▶ [THE TASK] Each line holding the string "RunSettings" is to be copied from the data.

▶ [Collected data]

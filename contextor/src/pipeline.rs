//! The linear run: load -> setup -> index -> answer.

use std::sync::Arc;

use doc_loader::{Chunk, DocumentLoader, load};
use rag_store::{EmbeddingsProvider, InsertError, VectorIndex, setup};
use tracing::{error, info};

use crate::api_types::QaAnswer;
use crate::cfg::{InsertPolicy, RunSettings};
use crate::error::ContextorError;
use crate::llm::ChatModel;
use crate::progress::Progress;

/// What one run produced.
#[derive(Debug)]
pub struct PipelineReport {
    /// Chunks in reading order, as loaded.
    pub chunks: Vec<Chunk>,
    /// Identifiers allocated at setup, aligned with `chunks`.
    pub ids: Vec<String>,
    /// Points written, or the insertion error tolerated under `continue`.
    pub inserted: Result<usize, InsertError>,
    pub qa: QaAnswer,
}

/// Runs every stage strictly in order; each starts after the previous one
/// completed.
///
/// # Errors
/// Load, setup, retrieval and generation failures are fatal. Insertion
/// failures are fatal only under [`InsertPolicy::Abort`].
pub async fn run_pipeline(
    run: &RunSettings,
    loader: &dyn DocumentLoader,
    index: Arc<dyn VectorIndex>,
    embedder: Arc<dyn EmbeddingsProvider>,
    chat: &dyn ChatModel,
    progress: &dyn Progress,
) -> Result<PipelineReport, ContextorError> {
    progress.step("partitioning document");
    let chunks = load(loader, &run.pdf_path).await?;

    progress.step("creating collection");
    let (store, ids) = setup(run.rag.clone(), index, embedder, &chunks).await?;

    progress.step("embedding and indexing chunks");
    let inserted = match store.add_documents(&chunks, &ids).await {
        Ok(n) => Ok(n),
        Err(e) => match run.insert_policy {
            InsertPolicy::Abort => return Err(e.into()),
            InsertPolicy::Continue => {
                error!(kind = %e.kind, error = %e.source, "adding documents failed, continuing");
                Err(e)
            }
        },
    };

    progress.step("retrieving context and asking the model");
    let qa = crate::answer(&run.query, &store, run.top_k, chat).await?;
    progress.finish("done");

    info!(chunks = chunks.len(), context = qa.context.len(), "pipeline finished");
    Ok(PipelineReport {
        chunks,
        ids,
        inserted,
        qa,
    })
}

▶ [TASK SOLUTION]
use crate::cfg::{InsertPolicy, RunSettings};
    run: &RunSettings,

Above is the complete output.